Friday, December 28, 2012

Debunking Pinterest

This morning while scrolling through my Pinterest feed, I saw this pin, claiming banana peels are good for roses. I think I unconsciously doubt most similar Pinterest claims as they're akin to chain letters - easy to pass on yet no one actually investigates their accuracy.

Banana peels didn't seem that far off, though. They go in my compost bin every week and I'm sure they provide nutrients to soil. But would roses LOVE!!!! banana peels, as the pin claimed?

I found a lot of anecdotal forum and bulletin board posts, but wanted some more robust evidence. Then I found a newsletter from the American Rose Society, which is as good as it's going to get online. In it, the author states, "Banana peels are the true junk food of roses!!! They love the boost a banana provides from potassium and other elements contained within the banana and its peel." So while I'd still love to know why and what changes are evident in the roses, it's easy enough to add banana peels to the soil around the plants. It looks like an experiment for the spring.

Wednesday, December 26, 2012

The day after Christmas

My first attempt at hosting 11 people for 3 days went off without a hitch. Most everyone is gone, and I'm enjoying the quiet of morning with some coffee and signs of spring that just arrived in my mail this morning.

Thursday, December 20, 2012

Invisible birds

I usually chop my dead coneflowers after it's obvious they're done for the year. I've heard that others leave them up for the "winter interest" or for the birds, but I've never thought they were particularly attractive once dead, nor do I want to help birds.

See, I'm terrified of birds. I won't go into how many times I've been bitten by those bastards, but yeah - anxiety level goes through the roof when I'm around them or see them. So to feed them and keep them around my yard? Hell no!

However, something obviously got into me this year because I left my dead coneflowers out. It was an experiment of sorts, to see if they'd actually take the seeds and if I could live with them doing so.

Well, they obviously filled their evil little beaks and I didn't once see them do it. And that is totally fine with me - I can coexist that way. I'll get some good karma points by leaving food out as long as they don't let their presence be known.

Tuesday, December 18, 2012

Heavenly bamboo

This is in my neighbor's yard. Look at those glorious berries! If I had room, I'd plant one in my yard to admire next winter.

Sunday, December 16, 2012

It's beginning to look a lot like...spring!

Funny, as it's almost January in the northeast, but whatever.

Due to my irrational fear that the garbagemen won't take all of my garden clippings, I only finished chopping everything down this weekend. As I was cleaning up, I noticed this:

If my sedum (WHY are you always causing a problem, sedum?), baptisia, and peonies want to start budding now, fine. But you kids are about to get your butts kicked when it gets down to the 20s this week.

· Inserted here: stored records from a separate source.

//! C ABI for the PCD400 USB driver session.
//!
//! Exposes the classic `PCD400_Usb*` entry points over the process-wide
//! device registry. Every function returns one of the `PCDUSB_ERROR_*`
//! codes and never unwinds across the boundary.
//!
//! The configuration is read from the TOML file named by the
//! `PCD400_CONFIG` environment variable, falling back to defaults.

#![allow(non_snake_case)]

use std::ffi::{c_int, c_void};
use std::panic::{self, UnwindSafe};
use std::sync::{Arc, Mutex, MutexGuard};

use pcd_core::{
    DeviceRegistry, NusbConnector, NusbTransport, PcdError, ReplyBuffer, Result, Session,
    SessionConfig, check_connected, status_code,
};
use tracing::{error, warn};

/// Environment variable naming the config file.
pub const CONFIG_ENV: &str = "PCD400_CONFIG";

static ACTIVE: Mutex<Option<Arc<Session<NusbTransport>>>> = Mutex::new(None);

fn active() -> MutexGuard<'static, Option<Arc<Session<NusbTransport>>>> {
    match ACTIVE.lock() {
        Ok(guard) => guard,
        Err(poisoned) => poisoned.into_inner(),
    }
}

/// The open session, if any. The global slot is not held during transfers.
fn current() -> Result<Arc<Session<NusbTransport>>> {
    active()
        .as_ref()
        .filter(|s| s.is_open())
        .cloned()
        .ok_or(PcdError::NotOpen)
}

fn load_config() -> Result<SessionConfig> {
    match std::env::var_os(CONFIG_ENV) {
        Some(path) => SessionConfig::load_from_file(&path).map_err(|e| {
            warn!(error = %e, "Unusable config file");
            PcdError::Internal(format!("config: {e}"))
        }),
        None => Ok(SessionConfig::default()),
    }
}

/// Run an operation, converting its outcome and any panic into a code.
fn guarded<F>(op: F) -> c_int
where
    F: FnOnce() -> Result<()> + UnwindSafe,
{
    match panic::catch_unwind(op) {
        Ok(result) => status_code(&result),
        Err(_) => {
            error!("Panic inside PCD400 call");
            PcdError::Internal("panic".into()).code()
        }
    }
}

fn open() -> Result<()> {
    let mut slot = active();
    if slot.as_ref().is_some_and(|s| s.is_open()) {
        return Err(PcdError::Locked);
    }
    let config = load_config()?;
    let session = Session::open_configured(&DeviceRegistry::global(), &config)?;
    *slot = Some(Arc::new(session));
    Ok(())
}

fn close() -> Result<()> {
    let session = active().take().ok_or(PcdError::NotOpen)?;
    session.close()
}

#[unsafe(no_mangle)]
pub extern "system" fn PCD400_UsbOpen() -> c_int {
    guarded(open)
}

#[unsafe(no_mangle)]
pub extern "system" fn PCD400_UsbClose() -> c_int {
    guarded(close)
}

#[unsafe(no_mangle)]
pub extern "system" fn PCD400_UsbSetTimeOut(time_out: u16) -> c_int {
    guarded(move || current()?.set_timeout(u32::from(time_out)))
}

/// Write 1 (connected) or 0 (not connected) to `connect`.
///
/// # Safety
///
/// `connect` must be null or valid for a `u16` write.
#[unsafe(no_mangle)]
pub unsafe extern "system" fn PCD400_UsbConnectCheck(connect: *mut u16) -> c_int {
    guarded(move || {
        if connect.is_null() {
            return Err(PcdError::InvalidArgument("null connect pointer".into()));
        }
        let config = load_config()?;
        let status = check_connected(&NusbConnector::from_config(&config))?;
        // SAFETY: non-null, and the caller guarantees it is writable.
        unsafe { connect.write(status.as_word()) };
        Ok(())
    })
}

/// Send `send_byte` bytes starting at `send_cmd`.
///
/// # Safety
///
/// `send_cmd` must be null or valid for reads of `send_byte` bytes.
#[unsafe(no_mangle)]
pub unsafe extern "system" fn PCD400_UsbSendCmd(send_byte: u32, send_cmd: *const c_void) -> c_int {
    guarded(move || {
        let session = current()?;
        if send_cmd.is_null() || send_byte == 0 {
            return Err(PcdError::InvalidArgument("empty command".into()));
        }
        // SAFETY: non-null, and the caller guarantees `send_byte` readable bytes.
        let data = unsafe { std::slice::from_raw_parts(send_cmd.cast::<u8>(), send_byte as usize) };
        session.send(data)
    })
}

/// Receive exactly `receive_size` bytes into `receive_cmd`.
///
/// # Safety
///
/// `receive_cmd` must be null or valid for writes of `receive_size` bytes.
#[unsafe(no_mangle)]
pub unsafe extern "system" fn PCD400_UsbReceiveCmd(
    receive_cmd: *mut c_void,
    receive_size: u32,
) -> c_int {
    guarded(move || {
        let session = current()?;
        if receive_cmd.is_null() {
            return Err(PcdError::InvalidArgument("null reply pointer".into()));
        }
        let len = receive_size as usize;
        // SAFETY: non-null, and the caller guarantees `receive_size` writable bytes.
        let region = unsafe { std::slice::from_raw_parts_mut(receive_cmd.cast::<u8>(), len) };
        let mut reply = ReplyBuffer::new(region, len)?;
        session.receive_command(&mut reply).map(|_| ())
    })
}

#[unsafe(no_mangle)]
pub extern "system" fn PCD400_UsbTargetReset() -> c_int {
    guarded(|| current()?.target_reset())
}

Thursday, December 13, 2012

Meet Barbara

This is Barbara. She's a lime tree.

She came to me nameless and just about homeless. I'm her third mom in a year. I'm usually an advocate for unwanted animals, but unwanted lime trees? New territory for me.

I agreed to babysit her over the winter, as my neighbor (her second mom) didn't have room in her house with her four other citrus trees. In a sudden change of heart, my neighbor decided to give me Barbara outright.

I think she likes her new home. She's sending out new leaves like crazy and budding a lot.

Just don't tell Barb that I'm using her offspring for margaritas.

Saturday, December 8, 2012

Paperwhites in sea glass

If I ask them to hurry, do you think they'll bloom in time for Christmas?

Tuesday, December 4, 2012

I'm kind of mad

I think that's safe to say here, right, since my neighbors will never read this?

I worked on my garden for years(!) and it was finally starting to come together.

Then in 2011 we found out that our square backyard wasn't really all ours - that our yard was more like a weird slope-y staircase. The rest was someone else's property and he proceeded to develop it and build houses on it. There went half of my garden.

(Note to the pioneers in the 1880s who set the property lines up this way - FU!)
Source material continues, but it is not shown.